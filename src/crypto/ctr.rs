use std::io::{self, Read, Write};

use ctr::cipher::{KeyIvInit, StreamCipher};

use crate::crypto::aes::{check_key, iv_or_random, BLOCK_SIZE};
use crate::error::{AppError, Result};

type Aes256Ctr = ctr::Ctr128BE<aes::Aes256>;

fn new_cipher(key: &[u8], iv: &[u8]) -> Result<Aes256Ctr> {
    check_key(key)?;
    Aes256Ctr::new_from_slices(key, iv)
        .map_err(|e| AppError::Encryption(format!("CTR setup failed: {}", e)))
}

/// Counter-mode encrypts everything written to it and passes it on to `inner`.
///
/// Without an explicit IV a random one is generated and written to `inner`
/// before any ciphertext. There is no integrity protection.
pub struct CtrEncrypter<W: Write> {
    inner: W,
    cipher: Aes256Ctr,
    scratch: Vec<u8>,
}

impl<W: Write> CtrEncrypter<W> {
    pub fn new(key: &[u8], iv: Option<&[u8]>, mut inner: W) -> Result<Self> {
        let (iv, generated) = iv_or_random(iv, BLOCK_SIZE)?;
        let cipher = new_cipher(key, &iv)?;
        if generated {
            inner.write_all(&iv)?;
        }
        Ok(Self {
            inner,
            cipher,
            scratch: Vec::new(),
        })
    }

    /// Flushes and hands back the underlying writer.
    pub fn finish(mut self) -> Result<W> {
        self.inner.flush()?;
        Ok(self.inner)
    }
}

impl<W: Write> Write for CtrEncrypter<W> {
    fn write(&mut self, buf: &[u8]) -> io::Result<usize> {
        self.scratch.clear();
        self.scratch.extend_from_slice(buf);
        self.cipher.apply_keystream(&mut self.scratch);
        self.inner.write_all(&self.scratch)?;
        Ok(buf.len())
    }

    fn flush(&mut self) -> io::Result<()> {
        self.inner.flush()
    }
}

/// Counter-mode decrypts whatever it reads from `inner`.
///
/// Without an explicit IV the first [`BLOCK_SIZE`] bytes of `inner` are taken
/// as the IV.
pub struct CtrDecrypter<R: Read> {
    inner: R,
    cipher: Aes256Ctr,
}

impl<R: Read> CtrDecrypter<R> {
    pub fn new(key: &[u8], iv: Option<&[u8]>, mut inner: R) -> Result<Self> {
        check_key(key)?;
        let iv = match iv {
            Some(iv) => iv.to_vec(),
            None => {
                let mut prefix = vec![0u8; BLOCK_SIZE];
                inner.read_exact(&mut prefix)?;
                prefix
            }
        };
        let cipher = new_cipher(key, &iv)?;
        Ok(Self { inner, cipher })
    }
}

impl<R: Read> Read for CtrDecrypter<R> {
    fn read(&mut self, buf: &mut [u8]) -> io::Result<usize> {
        let n = self.inner.read(buf)?;
        self.cipher.apply_keystream(&mut buf[..n]);
        Ok(n)
    }
}

#[cfg(test)]
mod tests {
    use super::*;
    use std::io::Cursor;

    const KEY: [u8; 32] = [0x42; 32];

    fn encrypt(iv: Option<&[u8]>, plaintext: &[u8]) -> Vec<u8> {
        let mut w = CtrEncrypter::new(&KEY, iv, Vec::new()).unwrap();
        // odd-sized writes exercise keystream continuity
        for chunk in plaintext.chunks(7) {
            w.write_all(chunk).unwrap();
        }
        w.finish().unwrap()
    }

    fn decrypt(iv: Option<&[u8]>, ciphertext: &[u8]) -> Vec<u8> {
        let mut r = CtrDecrypter::new(&KEY, iv, Cursor::new(ciphertext.to_vec())).unwrap();
        let mut out = Vec::new();
        r.read_to_end(&mut out).unwrap();
        out
    }

    #[test]
    fn explicit_iv_is_not_written() {
        let iv = [9u8; 16];
        let plaintext = b"attack at dawn, bring snacks and a spare key";
        let ciphertext = encrypt(Some(&iv), plaintext);
        assert_eq!(ciphertext.len(), plaintext.len());
        assert_eq!(decrypt(Some(&iv), &ciphertext), plaintext);
    }

    #[test]
    fn generated_iv_is_prefixed() {
        let plaintext = b"attack at dawn";
        let ciphertext = encrypt(None, plaintext);
        assert_eq!(ciphertext.len(), BLOCK_SIZE + plaintext.len());
        assert_eq!(decrypt(None, &ciphertext), plaintext);
        assert_ne!(encrypt(None, plaintext), ciphertext);
    }

    #[test]
    fn ciphertext_is_malleable() {
        let iv = [1u8; 16];
        let mut ciphertext = encrypt(Some(&iv), b"pay alice $10");
        ciphertext[10] ^= b'1' ^ b'9';
        assert_eq!(decrypt(Some(&iv), &ciphertext), b"pay alice $90");
    }

    #[test]
    fn rejects_bad_parameters() {
        assert!(CtrEncrypter::new(&KEY[..16], None, Vec::new()).is_err());
        assert!(CtrEncrypter::new(&KEY, Some(&[0u8; 12]), Vec::new()).is_err());
        assert!(CtrDecrypter::new(&KEY, None, Cursor::new(vec![0u8; 4])).is_err());
    }
}
use std::fmt;

use base64::{engine::general_purpose, Engine as _};
use serde::{de, Deserialize, Deserializer, Serialize, Serializer};
use zeroize::{Zeroize, ZeroizeOnDrop};

/// Raw key bytes as held in the key store. Serialized as standard base64 so
/// the snapshot stays plain JSON.
#[derive(Clone, PartialEq, Eq, Zeroize, ZeroizeOnDrop)]
pub struct KeyMaterial(Vec<u8>);

impl KeyMaterial {
    pub fn new(bytes: Vec<u8>) -> Self {
        Self(bytes)
    }

    pub fn as_bytes(&self) -> &[u8] {
        &self.0
    }

    pub fn len(&self) -> usize {
        self.0.len()
    }

    pub fn is_empty(&self) -> bool {
        self.0.is_empty()
    }
}

impl From<&[u8]> for KeyMaterial {
    fn from(bytes: &[u8]) -> Self {
        Self(bytes.to_vec())
    }
}

impl fmt::Debug for KeyMaterial {
    fn fmt(&self, f: &mut fmt::Formatter<'_>) -> fmt::Result {
        write!(f, "KeyMaterial({} bytes)", self.0.len())
    }
}

impl Serialize for KeyMaterial {
    fn serialize<S: Serializer>(&self, serializer: S) -> Result<S::Ok, S::Error> {
        serializer.serialize_str(&general_purpose::STANDARD.encode(&self.0))
    }
}

impl<'de> Deserialize<'de> for KeyMaterial {
    fn deserialize<D: Deserializer<'de>>(deserializer: D) -> Result<Self, D::Error> {
        let encoded = String::deserialize(deserializer)?;
        general_purpose::STANDARD
            .decode(encoded)
            .map(Self)
            .map_err(de::Error::custom)
    }
}
use std::fs::{self, File};
use std::io::{self, Read, Write};
use std::path::{Path, PathBuf};

use chrono::{DateTime, Utc};
use serde::Serialize;

use crate::error::{AppError, Result};
use crate::store::path;

/// Describes one stored object.
#[derive(Debug, Clone, PartialEq, Eq, Serialize)]
pub struct Metadata {
    pub key: String,
    pub size: i64,
    pub modified: DateTime<Utc>,
}

/// Named byte streams with metadata.
///
/// Keys are slash-separated relative paths. Writers must be dropped (or
/// flushed) before the object is complete.
pub trait BlobStore: Send + Sync {
    /// Creates or truncates `key` and returns a writer for its contents.
    fn put_object(&self, key: &str) -> Result<Box<dyn Write + Send>>;

    /// Opens `key` for reading. Fails with `NotFound` if absent.
    fn get_object(&self, key: &str) -> Result<(Box<dyn Read + Send>, Metadata)>;

    /// Removes `key` and returns what it was, or `None` if it did not exist.
    fn delete_object(&self, key: &str) -> Result<Option<Metadata>>;

    /// Objects whose key starts with `prefix`, sorted by key.
    fn list_objects_with_prefix(&self, prefix: &str) -> Result<Vec<Metadata>>;

    fn list_objects(&self) -> Result<Vec<Metadata>> {
        self.list_objects_with_prefix("")
    }
}

/// A [`BlobStore`] rooted at a directory. Each key maps to a file; parent
/// directories are created on write and removed once emptied by a delete.
#[derive(Debug, Clone)]
pub struct FsBlobStore {
    root: PathBuf,
}

impl FsBlobStore {
    pub fn open(root: impl AsRef<Path>) -> Result<Self> {
        let root = root.as_ref().to_path_buf();
        fs::create_dir_all(&root)?;
        tracing::debug!("Opened blob store at {}", root.display());
        Ok(Self { root })
    }

    pub fn root(&self) -> &Path {
        &self.root
    }

    /// Rejects empty and absolute keys and anything that cleans to a path
    /// outside the root.
    fn key_to_path(&self, key: &str) -> Result<(String, PathBuf)> {
        if key.is_empty() || key.starts_with('/') {
            return Err(AppError::InvalidKey);
        }
        let cleaned = path::clean(key);
        if cleaned == "." || cleaned == ".." || cleaned.starts_with("../") {
            return Err(AppError::InvalidKey);
        }
        let full = self.root.join(&cleaned);
        Ok((cleaned, full))
    }

    fn metadata(key: &str, file: &Path) -> Result<Metadata> {
        let info = match fs::metadata(file) {
            Ok(info) if info.is_file() => info,
            Ok(_) => return Err(AppError::NotFound),
            Err(e) if e.kind() == io::ErrorKind::NotFound => return Err(AppError::NotFound),
            Err(e) => return Err(e.into()),
        };
        Ok(Metadata {
            key: key.to_string(),
            size: info.len() as i64,
            modified: info.modified().map(DateTime::<Utc>::from)?,
        })
    }

    /// Removes now-empty directories from `dir` upwards, stopping at the root
    /// or at the first directory that still has entries.
    fn prune_empty_dirs(&self, mut dir: &Path) {
        while dir != self.root && dir.starts_with(&self.root) {
            match fs::remove_dir(dir) {
                Ok(()) => {}
                Err(e) if e.kind() == io::ErrorKind::NotFound => {}
                Err(_) => return,
            }
            match dir.parent() {
                Some(parent) => dir = parent,
                None => return,
            }
        }
    }

    fn walk(&self, dir: &Path, prefix: &str, out: &mut Vec<Metadata>) -> Result<()> {
        let entries = match fs::read_dir(dir) {
            Ok(entries) => entries,
            Err(e) if e.kind() == io::ErrorKind::NotFound => return Ok(()),
            Err(e) => return Err(e.into()),
        };

        for entry in entries {
            let entry = entry?;
            let full = entry.path();
            let Ok(relative) = full.strip_prefix(&self.root) else {
                continue;
            };
            let key = relative
                .components()
                .map(|c| c.as_os_str().to_string_lossy())
                .collect::<Vec<_>>()
                .join("/");

            let file_type = entry.file_type()?;
            if file_type.is_dir() {
                // Descend only where keys could still match.
                if key.starts_with(prefix) || prefix.starts_with(&format!("{}/", key)) {
                    self.walk(&full, prefix, out)?;
                }
            } else if file_type.is_file() && key.starts_with(prefix) {
                match Self::metadata(&key, &full) {
                    Ok(m) => out.push(m),
                    Err(AppError::NotFound) => {}
                    Err(e) => return Err(e),
                }
            }
        }
        Ok(())
    }
}

impl BlobStore for FsBlobStore {
    fn put_object(&self, key: &str) -> Result<Box<dyn Write + Send>> {
        let (_, file) = self.key_to_path(key)?;
        if let Some(parent) = file.parent() {
            fs::create_dir_all(parent)?;
        }
        let f = File::create(&file).map_err(|e| {
            tracing::error!("Failed to create {}: {}", file.display(), e);
            AppError::Io(e)
        })?;
        Ok(Box::new(f))
    }

    fn get_object(&self, key: &str) -> Result<(Box<dyn Read + Send>, Metadata)> {
        let (cleaned, file) = self.key_to_path(key)?;
        let meta = Self::metadata(&cleaned, &file)?;
        let f = match File::open(&file) {
            Ok(f) => f,
            Err(e) if e.kind() == io::ErrorKind::NotFound => return Err(AppError::NotFound),
            Err(e) => return Err(e.into()),
        };
        Ok((Box::new(f), meta))
    }

    fn delete_object(&self, key: &str) -> Result<Option<Metadata>> {
        let (cleaned, file) = self.key_to_path(key)?;
        let meta = match Self::metadata(&cleaned, &file) {
            Ok(m) => m,
            Err(AppError::NotFound) => return Ok(None),
            Err(e) => return Err(e),
        };

        match fs::remove_file(&file) {
            Ok(()) => {}
            Err(e) if e.kind() == io::ErrorKind::NotFound => {}
            Err(e) => return Err(e.into()),
        }
        if let Some(parent) = file.parent() {
            self.prune_empty_dirs(parent);
        }
        Ok(Some(meta))
    }

    fn list_objects_with_prefix(&self, prefix: &str) -> Result<Vec<Metadata>> {
        let mut out = Vec::new();
        self.walk(&self.root, prefix, &mut out)?;
        out.sort_by(|a, b| a.key.cmp(&b.key));
        Ok(out)
    }
}
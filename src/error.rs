use axum::{
    http::StatusCode,
    response::{IntoResponse, Response},
};
use thiserror::Error;

/// The application's error type.
#[derive(Error, Debug)]
pub enum AppError {
    /// An I/O error from the key-value snapshot or the blob store.
    #[error("IO error: {0}")]
    Io(std::io::Error),

    /// A snapshot could not be serialized or deserialized.
    #[error("Serialization error: {0}")]
    Serialization(String),

    /// A key-value or blob entry does not exist.
    #[error("not found")]
    NotFound,

    /// A blob key is empty, absolute, or escapes the store root.
    #[error("invalid key")]
    InvalidKey,

    /// A session cookie could not be decoded or decrypted.
    #[error("invalid cookie")]
    InvalidCookie,

    /// A bearer token is malformed or its signature does not verify.
    #[error("invalid token")]
    InvalidToken,

    /// A share link carries a signature that does not match.
    #[error("invalid signature")]
    InvalidSignature,

    /// A share link carries no signature at all.
    #[error("no signature")]
    NoSignature,

    /// A share link is past its expiration.
    #[error("expired")]
    Expired,

    /// An AEAD tag did not verify.
    #[error("authentication failed")]
    AuthenticationFailed,

    /// Username or password rejected.
    #[error("Authentication failed: {0}")]
    Authentication(String),

    /// The caller is not allowed to do this.
    #[error("Authorization failed")]
    Unauthorized,

    /// A validation error.
    #[error("Validation error: {0}")]
    Validation(String),

    /// An encryption error.
    #[error("Encryption error: {0}")]
    Encryption(String),

    /// An internal server error.
    #[error("Internal server error: {0}")]
    Internal(String),
}

/// A `Result` type that uses `AppError` as the error type.
pub type Result<T> = std::result::Result<T, AppError>;

impl From<std::io::Error> for AppError {
    /// Unwraps an `AppError` that was smuggled through an `io::Read` or
    /// `io::Write` impl; anything else becomes `AppError::Io`.
    fn from(e: std::io::Error) -> Self {
        if e.get_ref().is_some_and(|inner| inner.is::<AppError>()) {
            return match e.into_inner().map(|inner| inner.downcast::<AppError>()) {
                Some(Ok(app)) => *app,
                _ => AppError::Internal("lost wrapped error".to_string()),
            };
        }
        AppError::Io(e)
    }
}

impl From<AppError> for std::io::Error {
    fn from(e: AppError) -> Self {
        match e {
            AppError::Io(e) => e,
            not_found @ AppError::NotFound => {
                std::io::Error::new(std::io::ErrorKind::NotFound, not_found)
            }
            other => std::io::Error::new(std::io::ErrorKind::InvalidData, other),
        }
    }
}

impl From<sonic_rs::Error> for AppError {
    fn from(e: sonic_rs::Error) -> Self {
        AppError::Serialization(e.to_string())
    }
}

impl IntoResponse for AppError {
    fn into_response(self) -> Response {
        let (status, message) = match self {
            AppError::Io(ref e) => {
                tracing::error!("IO error: {}", e);
                (StatusCode::INTERNAL_SERVER_ERROR, "File system error".to_string())
            }

            AppError::Serialization(ref msg) => {
                tracing::error!("Serialization error: {}", msg);
                (StatusCode::INTERNAL_SERVER_ERROR, "Storage error".to_string())
            }

            AppError::NotFound => {
                tracing::debug!("Resource not found");
                (StatusCode::NOT_FOUND, "Resource not found".to_string())
            }

            AppError::InvalidKey => {
                tracing::debug!("Invalid object key");
                (StatusCode::BAD_REQUEST, self.to_string())
            }

            AppError::InvalidCookie | AppError::InvalidToken => {
                tracing::warn!("Rejected credential: {}", self);
                (StatusCode::BAD_REQUEST, self.to_string())
            }

            AppError::InvalidSignature | AppError::Expired => {
                tracing::warn!("Rejected share link: {}", self);
                (StatusCode::FORBIDDEN, self.to_string())
            }

            AppError::NoSignature => {
                tracing::debug!("Unsigned share link");
                (StatusCode::BAD_REQUEST, self.to_string())
            }

            AppError::AuthenticationFailed => {
                tracing::error!("Stored object failed authentication");
                (StatusCode::INTERNAL_SERVER_ERROR, "Encryption error".to_string())
            }

            AppError::Authentication(ref msg) => {
                tracing::warn!("Authentication failed: {}", msg);
                (StatusCode::UNAUTHORIZED, "Unauthorized".to_string())
            }

            AppError::Unauthorized => {
                tracing::warn!("Authorization failed");
                (StatusCode::FORBIDDEN, "Forbidden".to_string())
            }

            AppError::Validation(ref msg) => {
                tracing::debug!("Validation error: {}", msg);
                (StatusCode::BAD_REQUEST, msg.clone())
            }

            AppError::Encryption(ref msg) => {
                tracing::error!("Encryption error: {}", msg);
                (StatusCode::INTERNAL_SERVER_ERROR, "Encryption error".to_string())
            }

            AppError::Internal(ref msg) => {
                tracing::error!("Internal error: {}", msg);
                (StatusCode::INTERNAL_SERVER_ERROR, "Internal server error".to_string())
            }
        };

        let body = sonic_rs::to_string(&sonic_rs::json!({
            "error": message
        }))
        .unwrap_or_else(|_| r#"{"error":"Internal server error"}"#.to_string());

        (status, body).into_response()
    }
}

----------

• [Your instructions]:
Look back at the data above. Transcribe exactly the lines starting at the line that contains "#[derive(Clone, PartialEq, Eq, Zeroize, ZeroizeOnDrop)]" and ending at the line that contains "be dropped (or".

• [Solution to this problem]:
#[derive(Clone, PartialEq, Eq, Zeroize, ZeroizeOnDrop)]
pub struct KeyMaterial(Vec<u8>);

impl KeyMaterial {
    pub fn new(bytes: Vec<u8>) -> Self {
        Self(bytes)
    }

    pub fn as_bytes(&self) -> &[u8] {
        &self.0
    }

    pub fn len(&self) -> usize {
        self.0.len()
    }

    pub fn is_empty(&self) -> bool {
        self.0.is_empty()
    }
}

impl From<&[u8]> for KeyMaterial {
    fn from(bytes: &[u8]) -> Self {
        Self(bytes.to_vec())
    }
}

impl fmt::Debug for KeyMaterial {
    fn fmt(&self, f: &mut fmt::Formatter<'_>) -> fmt::Result {
        write!(f, "KeyMaterial({} bytes)", self.0.len())
    }
}

impl Serialize for KeyMaterial {
    fn serialize<S: Serializer>(&self, serializer: S) -> Result<S::Ok, S::Error> {
        serializer.serialize_str(&general_purpose::STANDARD.encode(&self.0))
    }
}

impl<'de> Deserialize<'de> for KeyMaterial {
    fn deserialize<D: Deserializer<'de>>(deserializer: D) -> Result<Self, D::Error> {
        let encoded = String::deserialize(deserializer)?;
        general_purpose::STANDARD
            .decode(encoded)
            .map(Self)
            .map_err(de::Error::custom)
    }
}
use std::fs::{self, File};
use std::io::{self, Read, Write};
use std::path::{Path, PathBuf};

use chrono::{DateTime, Utc};
use serde::Serialize;

use crate::error::{AppError, Result};
use crate::store::path;

/// Describes one stored object.
#[derive(Debug, Clone, PartialEq, Eq, Serialize)]
pub struct Metadata {
    pub key: String,
    pub size: i64,
    pub modified: DateTime<Utc>,
}

/// Named byte streams with metadata.
///
/// Keys are slash-separated relative paths. Writers must be dropped (or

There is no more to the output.